1. BeanFactoryPostProcessor:
I give this example as I see this answer: https://stackoverflow.com/a/2349891/4251461
He initially chose BeanFactory for use in integration/performance tests since He didn't want to load the entire application for testing isolated beans. However, He think BeanFactory doesn't support classpath XML configuration. So BeanFactory and ApplicationContext each provide a crucial feature I wanted, but neither did both.
He implements his own ApplicationContext which extends ClassPathXmlApplicationContext.
Here he could use BFPP instead of custom ApplicationContext.

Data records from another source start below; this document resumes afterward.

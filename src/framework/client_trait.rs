//! # ActorClient Trait
//!
//! Common interface for the typed store clients: access to the inner `ResourceClient`, a
//! mapping from framework errors to the client's error type, and a default `get`.
use super::{ActorEntity, FrameworkError, ResourceClient};
use async_trait::async_trait;

/// Trait for store-specific clients to inherit standard operations.
#[async_trait]
pub trait ActorClient<T: ActorEntity>: Send + Sync {
    /// The store-specific error type.
    type Error: Send + Sync;

    /// Access the inner generic ResourceClient.
    fn inner(&self) -> &ResourceClient<T>;

    /// Map framework errors to the specific error type.
    fn map_error(e: FrameworkError) -> Self::Error;

    /// Fetch a record by ID.
    #[tracing::instrument(skip(self))]
    async fn get(&self, id: T::Id) -> Result<Option<T>, Self::Error> {
        tracing::debug!("Sending request");
        self.inner().get(id).await.map_err(Self::map_error)
    }
}
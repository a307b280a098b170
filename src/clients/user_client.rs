//! # User Client
//!
//! Provides a high-level API for interacting with the user store.
use crate::error::{Error, Result};
use crate::framework::{ActorClient, FrameworkError, ResourceClient};
use crate::model::{SuspensionDuration, User, UserId, UserQuery};
use crate::user_actor::{UserAction, UserActionResult};
use async_trait::async_trait;
use tracing::{debug, instrument};

/// Client for interacting with the User actor.
#[derive(Clone)]
pub struct UserClient {
    inner: ResourceClient<User>,
}

impl UserClient {
    pub fn new(inner: ResourceClient<User>) -> Self {
        Self { inner }
    }
}

#[async_trait]
impl ActorClient<User> for UserClient {
    type Error = Error;

    fn inner(&self) -> &ResourceClient<User> {
        &self.inner
    }

    fn map_error(e: FrameworkError) -> Self::Error {
        Error::from_framework(e, "users")
    }
}

impl UserClient {
    #[instrument(skip(self, user), fields(user_id = %user.id))]
    pub async fn insert_user(&self, user: User) -> Result<UserId> {
        debug!(?user, "insert_user called");
        self.inner.insert(user).await.map_err(Self::map_error)
    }

    /// Fetch a user by id; a missing user is `NotFound`.
    pub async fn fetch_user(&self, id: &str) -> Result<User> {
        if id.is_empty() {
            return Err(create_error!(InvalidProperty));
        }
        self.get(id.to_string())
            .await?
            .ok_or_else(|| create_error!(NotFound))
    }

    /// Fetch a user by username (any case) and exact discriminator.
    #[instrument(skip(self))]
    pub async fn fetch_user_by_username(&self, username: &str, discriminator: &str) -> Result<User> {
        if username.is_empty() || discriminator.is_empty() {
            return Err(create_error!(InvalidProperty));
        }
        debug!("Sending request");
        self.inner
            .find(UserQuery::ByUsername {
                username: username.to_string(),
                discriminator: discriminator.to_string(),
            })
            .await
            .map_err(Self::map_error)?
            .ok_or_else(|| create_error!(NotFound))
    }

    #[instrument(skip(self, reasons))]
    pub async fn suspend(
        &self,
        id: UserId,
        duration: SuspensionDuration,
        reasons: Vec<String>,
    ) -> Result<User> {
        debug!(?reasons, "Sending request");
        let UserActionResult::Suspend(user) = self
            .inner
            .perform_action(id, UserAction::Suspend { duration, reasons })
            .await
            .map_err(Self::map_error)?;
        Ok(user)
    }
}
//! Type-safe wrappers around [`ResourceClient`](crate::framework::ResourceClient).
//!
//! Every client maps [`FrameworkError`](crate::framework::FrameworkError) into the backend
//! [`Error`](crate::error::Error) value, so transport faults reach callers as
//! `BackendUnavailable` data rather than as a separate error channel.

pub mod channel_client;
pub mod user_client;

pub use channel_client::*;
pub use user_client::*;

public class LazyInitBeanFactoryPostProcessor implements BeanFactoryPostProcessor {
public void postProcessBeanFactory(ConfigurableListableBeanFactory beanFactory) throws BeansException {
String[] beanNames = beanFactory.getBeanDefinitionNames();
for (String beanName : beanNames) {
BeanDefinition bd = beanFactory.getBeanDefinition(beanName);
bd.setLazyInit(true);
}
}
}
configure it in spring container like other regular beans:
<bean class="com.example.LazyInitBeanFactoryPostProcessor" />
You can also see the source of PropertyPlaceholderConfigurer and PropertyOverrideConfigurer in spring.
2. InitializingBean:
As Sotirios Delimanolis said: The InitializingBean interface is often used along with the FactoryBean interface. It helps to initialize the factory before it produces an object.
Here is an example.
import org.springframework.beans.factory.FactoryBean;
import org.springframework.beans.factory.InitializingBean;
import java.security.MessageDigest;
public class SampleDigesterFactory implements FactoryBean<MessageDigest>, InitializingBean {
MessageDigest messageDigest;
String algorithmName = "MD5";
public MessageDigest getObject() throws Exception {
return messageDigest;
}
public Class<?> getObjectType() {
return MessageDigest.class;
}
public boolean isSingleton() {
return true;
}
public void afterPropertiesSet() throws Exception {
messageDigest = MessageDigest.getInstance(algorithmName);
}
public String getAlgorithmName() {
return algorithmName;
}
public void setAlgorithmName(String algorithmName) {
this.algorithmName = algorithmName;
}
}
import java.security.MessageDigest;
public class SampleDigester {
private MessageDigest messageDigest;
public void digestMessage(String message) {
System.out.println("digest message:" + message);
System.out.println("result: " + messageDigest.digest(message.getBytes()));
}
public MessageDigest getMessageDigest() {
return messageDigest;
}
public void setMessageDigest(MessageDigest messageDigest) {
this.messageDigest = messageDigest;
}
}
configure beans in spring container:
<bean id="messageDigesterFactoryMD5" class="com.example.SampleDigesterFactory" />
<bean id="messageDigesterFactorySHA1" class="com.example.SampleDigesterFactory" p:algorithmName="SHA1" />
<bean id="sampleDigesterMD5" class="com.example.SampleDigester" p:messageDigest-ref="messageDigesterFactoryMD5" />
<bean id="sampleDigesterSHA1" class="com.example.SampleDigester" p:messageDigest-ref="messageDigesterFactorySHA1" />
Test it:
SampleDigester sampleDigesterMD5 = context.getBean("sampleDigesterMD5", SampleDigester.class);
SampleDigester sampleDigesterSHA1 = context.getBean("sampleDigesterSHA1", SampleDigester.class);
sampleDigesterMD5.digestMessage("Hello World!");
sampleDigesterSHA1.digestMessage("Hello World!");
The output is:
digest message:Hello World!
result: [B@19d02cb
digest message:Hello World!
result: [B@1753b6d
The spring reference says:
The FactoryBeanconcept and interface is used in a number of places within the Spring Framework;more than 50 implementations of the FactoryBeaninterface ship with Spring itself.
3. BeanPostProcessor:
You can refer to source of RequiredAnnotationBeanPostProcessor in spring.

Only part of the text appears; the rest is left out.